* [Data for processing]:
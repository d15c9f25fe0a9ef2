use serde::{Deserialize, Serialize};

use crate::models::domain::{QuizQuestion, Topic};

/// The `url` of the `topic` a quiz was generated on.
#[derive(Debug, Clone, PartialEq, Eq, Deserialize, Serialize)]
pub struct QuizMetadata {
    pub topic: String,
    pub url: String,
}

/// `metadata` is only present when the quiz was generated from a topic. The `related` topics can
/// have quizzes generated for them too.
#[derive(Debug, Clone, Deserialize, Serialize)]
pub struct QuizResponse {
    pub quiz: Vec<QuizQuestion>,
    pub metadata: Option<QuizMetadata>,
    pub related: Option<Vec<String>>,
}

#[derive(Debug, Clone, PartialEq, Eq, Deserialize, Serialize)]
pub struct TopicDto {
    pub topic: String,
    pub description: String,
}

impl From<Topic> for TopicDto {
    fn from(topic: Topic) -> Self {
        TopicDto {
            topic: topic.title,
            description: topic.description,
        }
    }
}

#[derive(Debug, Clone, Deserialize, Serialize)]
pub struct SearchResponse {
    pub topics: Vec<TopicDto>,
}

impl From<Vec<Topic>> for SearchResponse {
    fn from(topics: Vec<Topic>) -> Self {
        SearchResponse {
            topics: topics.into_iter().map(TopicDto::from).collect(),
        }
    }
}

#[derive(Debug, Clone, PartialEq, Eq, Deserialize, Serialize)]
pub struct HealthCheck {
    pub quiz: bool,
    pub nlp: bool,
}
---
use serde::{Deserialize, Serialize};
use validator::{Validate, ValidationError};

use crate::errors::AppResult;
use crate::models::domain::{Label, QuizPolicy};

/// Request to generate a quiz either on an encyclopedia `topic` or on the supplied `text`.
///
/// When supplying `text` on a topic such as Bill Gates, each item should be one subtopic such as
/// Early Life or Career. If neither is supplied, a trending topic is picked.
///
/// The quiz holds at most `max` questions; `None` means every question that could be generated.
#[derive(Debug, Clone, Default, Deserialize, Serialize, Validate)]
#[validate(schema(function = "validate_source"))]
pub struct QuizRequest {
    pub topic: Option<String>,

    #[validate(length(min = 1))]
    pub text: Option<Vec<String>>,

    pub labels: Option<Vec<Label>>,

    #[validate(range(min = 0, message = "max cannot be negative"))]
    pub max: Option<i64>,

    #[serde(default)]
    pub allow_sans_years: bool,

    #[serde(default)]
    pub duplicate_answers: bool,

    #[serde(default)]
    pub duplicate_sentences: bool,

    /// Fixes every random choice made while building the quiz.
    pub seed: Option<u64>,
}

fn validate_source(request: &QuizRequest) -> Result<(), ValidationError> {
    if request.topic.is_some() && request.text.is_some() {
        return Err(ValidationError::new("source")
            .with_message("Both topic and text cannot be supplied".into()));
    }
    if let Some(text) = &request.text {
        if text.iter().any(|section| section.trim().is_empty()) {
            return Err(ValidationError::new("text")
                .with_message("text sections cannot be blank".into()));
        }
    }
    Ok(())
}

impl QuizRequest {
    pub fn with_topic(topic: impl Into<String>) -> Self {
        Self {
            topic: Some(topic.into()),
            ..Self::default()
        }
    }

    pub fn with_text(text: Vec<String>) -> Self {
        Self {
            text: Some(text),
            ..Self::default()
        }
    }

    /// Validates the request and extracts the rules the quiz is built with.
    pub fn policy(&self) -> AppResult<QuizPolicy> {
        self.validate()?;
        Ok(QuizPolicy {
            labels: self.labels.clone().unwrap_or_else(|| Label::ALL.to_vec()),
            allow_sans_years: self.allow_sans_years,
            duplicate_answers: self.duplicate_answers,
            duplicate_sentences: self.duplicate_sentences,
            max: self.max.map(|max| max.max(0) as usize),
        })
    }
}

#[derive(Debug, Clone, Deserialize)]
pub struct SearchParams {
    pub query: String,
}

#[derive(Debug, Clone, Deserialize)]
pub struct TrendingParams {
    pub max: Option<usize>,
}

* [Exercise description]:
Copy out each line of the listing that contains the word "related".

* [Solution below]:
/// `metadata` is only present when the quiz was generated from a topic. The `related` topics can
    pub related: Option<Vec<String>>,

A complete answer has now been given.